My how good the Lord is to us! I am humbled and so thankful that two of my bestfriends spent two hours of their KID-FREE morning at my house to pray for our adoption, our baby’s birth mother, our baby and our family during our adoption process. Thank you April and Addie for being such amazing friends and sisters (Addie might as well be one of our biological sisters…we’ve adopted her as one of the girls that’s for sure). I love you both dearly.
Our time together (I hope they don’t mind me sharing!) was intimate and sweet. It was a sweet time of vulnerability…and I look forward to the day when our child is old enough to read through the blog book we are creating from his journey…to see how much he was loved from the beginning and even how others loved him so. Sweet child, Aunt April and Aunt Addie love you to pieces already—and they haven’t even laid eyes on you yet! Amazing how God does that—and how much He loves you too…hard to imagine that He (the Lord) loves you more than we do because we all love you so much already that it hurts!!! WE LOVE YOU SOOO! Such a miracle that God is doing in our hearts making us ache to have you home with us!

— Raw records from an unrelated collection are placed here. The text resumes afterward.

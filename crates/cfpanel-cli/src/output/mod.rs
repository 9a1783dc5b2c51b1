//! Output formatting for different formats.

use anyhow::Result;
use clap::ValueEnum;
use indicatif::{ProgressBar, ProgressStyle};
use serde::{Deserialize, Serialize};
use serde_json::Value;
use std::str::FromStr;
use std::time::Duration;

/// Available output formats.
#[derive(Debug, Clone, Copy, Default, ValueEnum, Serialize, Deserialize, PartialEq, Eq)]
#[serde(rename_all = "lowercase")]
pub enum OutputFormat {
    /// Pretty-printed tables with colors
    #[default]
    Pretty,
    /// JSON output
    Json,
    /// CSV output
    Csv,
    /// YAML output
    Yaml,
}

impl FromStr for OutputFormat {
    type Err = anyhow::Error;

    fn from_str(s: &str) -> Result<Self, Self::Err> {
        match s.to_lowercase().as_str() {
            "pretty" | "table" => Ok(Self::Pretty),
            "json" => Ok(Self::Json),
            "csv" => Ok(Self::Csv),
            "yaml" | "yml" => Ok(Self::Yaml),
            _ => anyhow::bail!(
                "Unknown output format: {}\n\
                 Valid formats: pretty, json, csv, yaml",
                s
            ),
        }
    }
}

impl std::fmt::Display for OutputFormat {
    fn fmt(&self, f: &mut std::fmt::Formatter<'_>) -> std::fmt::Result {
        match self {
            Self::Pretty => write!(f, "pretty"),
            Self::Json => write!(f, "json"),
            Self::Csv => write!(f, "csv"),
            Self::Yaml => write!(f, "yaml"),
        }
    }
}

/// Render a serializable value in a machine format.
///
/// Returns `None` for [`OutputFormat::Pretty`], which each command renders
/// itself.
pub fn render<T: Serialize>(format: OutputFormat, value: &T) -> Result<Option<String>> {
    let text = match format {
        OutputFormat::Pretty => return Ok(None),
        OutputFormat::Json => serde_json::to_string_pretty(value)?,
        OutputFormat::Yaml => serde_yaml::to_string(value)?,
        OutputFormat::Csv => {
            let mut writer = csv::Writer::from_writer(Vec::new());
            writer.serialize(value)?;
            finish_csv(writer)?
        }
    };
    Ok(Some(text.trim_end().to_string()))
}

/// Render a raw backend reply.
///
/// Pretty and JSON print it indented in server key order; CSV gets the
/// compact single line.
pub fn render_reply(format: OutputFormat, reply: &Value) -> Result<String> {
    Ok(match format {
        OutputFormat::Pretty | OutputFormat::Json => format!("{reply:#}"),
        OutputFormat::Yaml => serde_yaml::to_string(reply)?.trim_end().to_string(),
        OutputFormat::Csv => reply.to_string(),
    })
}

/// Render a list of records; CSV gets one header and one line per record.
pub fn render_rows<T: Serialize>(format: OutputFormat, rows: &[T]) -> Result<Option<String>> {
    if format != OutputFormat::Csv {
        return render(format, &rows);
    }

    let mut writer = csv::Writer::from_writer(Vec::new());
    for row in rows {
        writer.serialize(row)?;
    }
    let text = finish_csv(writer)?;
    Ok(Some(text.trim_end().to_string()))
}

fn finish_csv(writer: csv::Writer<Vec<u8>>) -> Result<String> {
    let bytes = writer
        .into_inner()
        .map_err(|e| anyhow::anyhow!("CSV write failed: {}", e.error()))?;
    Ok(String::from_utf8(bytes)?)
}

/// Spinner shown while a request is in flight (pretty output only).
pub fn spinner(format: OutputFormat, message: &str) -> ProgressBar {
    if format != OutputFormat::Pretty {
        return ProgressBar::hidden();
    }

    let bar = ProgressBar::new_spinner();
    if let Ok(style) = ProgressStyle::with_template("{spinner:.cyan} {msg}") {
        bar.set_style(style);
    }
    bar.set_message(message.to_string());
    bar.enable_steady_tick(Duration::from_millis(80));
    bar
}

#[cfg(test)]
mod tests {
    use super::*;

    #[derive(Serialize)]
    struct Row {
        domain: &'static str,
        local_port: &'static str,
    }

    #[test]
    fn test_parse_formats() {
        assert_eq!("table".parse::<OutputFormat>().unwrap(), OutputFormat::Pretty);
        assert_eq!("YML".parse::<OutputFormat>().unwrap(), OutputFormat::Yaml);
        assert!("xml".parse::<OutputFormat>().is_err());
    }

    #[test]
    fn test_pretty_is_left_to_caller() {
        assert!(render(OutputFormat::Pretty, &1).unwrap().is_none());
    }

    #[test]
    fn test_reply_keeps_server_order() {
        let reply: Value = serde_json::from_str(r#"{"ok":true,"pid":7,"domain":"x"}"#).unwrap();
        assert_eq!(
            render_reply(OutputFormat::Csv, &reply).unwrap(),
            r#"{"ok":true,"pid":7,"domain":"x"}"#
        );
        assert!(render_reply(OutputFormat::Json, &reply)
            .unwrap()
            .starts_with("{\n  \"ok\": true,\n  \"pid\": 7"));
    }

    #[test]
    fn test_csv_rows() {
        let rows = [
            Row { domain: "a.example.com", local_port: "80" },
            Row { domain: "b.example.com", local_port: "81" },
        ];
        let text = render_rows(OutputFormat::Csv, &rows).unwrap().unwrap();
        assert_eq!(text, "domain,local_port\na.example.com,80\nb.example.com,81");
    }
}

This morning was filled with sweet laughter and also heartfelt tears. Our prayers today were mostly for your birth mother. How I know she loves you. And how we also love you. I am praying that God will bind our hearts together as mommies. That God some how can transfer some of my heart’s joy to her and some how transfer some of her burden and pain to mine. As I prayed this this morning, my heart was broken. I know it is a miracle the Lord is doing. God loves you so much sweet one that He gave you two mommies! One mommy to safely bring you in this world and to give you life here…to love you as she carried and nursed you…and to love you so much that she will be brave enough to admit in her illness or poverty that in order for you to live and have a future…she will chose unselfishness and a greater love–and intrust you into the Lord’s care through another mommy and daddy. Did you know that God did the same thing? Only it was *US* that He loved so much. He knew if He gave up His Son to live on Earth, we would have the opportunity to be adopted as sons and daugethers through Christ. I know it pained Him deeply to let Him come here. To think of Joseph as the one to hold him and heal his hurts instead of Him getting to be RIGHT there in flesh with him. But it was God’s plan. And God understands. He really, really understands because He has actually been there. You becoming part of our family—is also part of the master plan. It may not be perfect. It may not always be easy. But there IS a purpose. And mommy admits that she doesn’t know what that purpose is…but she knows her Savior, her ABBA Father, is the brillant mind behind your story and the one calling her to you—and I don’t know much, but as different as it may look…it feels right and I know the Maker has made me to be your other mommy and part of your beautiful story. There have been so many things in my life sweet child that I have been uncertain of—but YOU are not one of them. I am 100% completely certain you are meant to be and are already mine—babe of my heart. How loved you are by so many! And what a plan the Lord must have for you!!!
And with that I open up my hands to say—thy will be done. THY WILL BE DONE! I will not put my finger on this one today—I may in my sin try to rush things or have control things, but today in praise and trust I will wait patiently and pray for God’s will to be done. You my sweet son are worth fighting for. I love you to pieces, and can’t wait to have you home. Forever.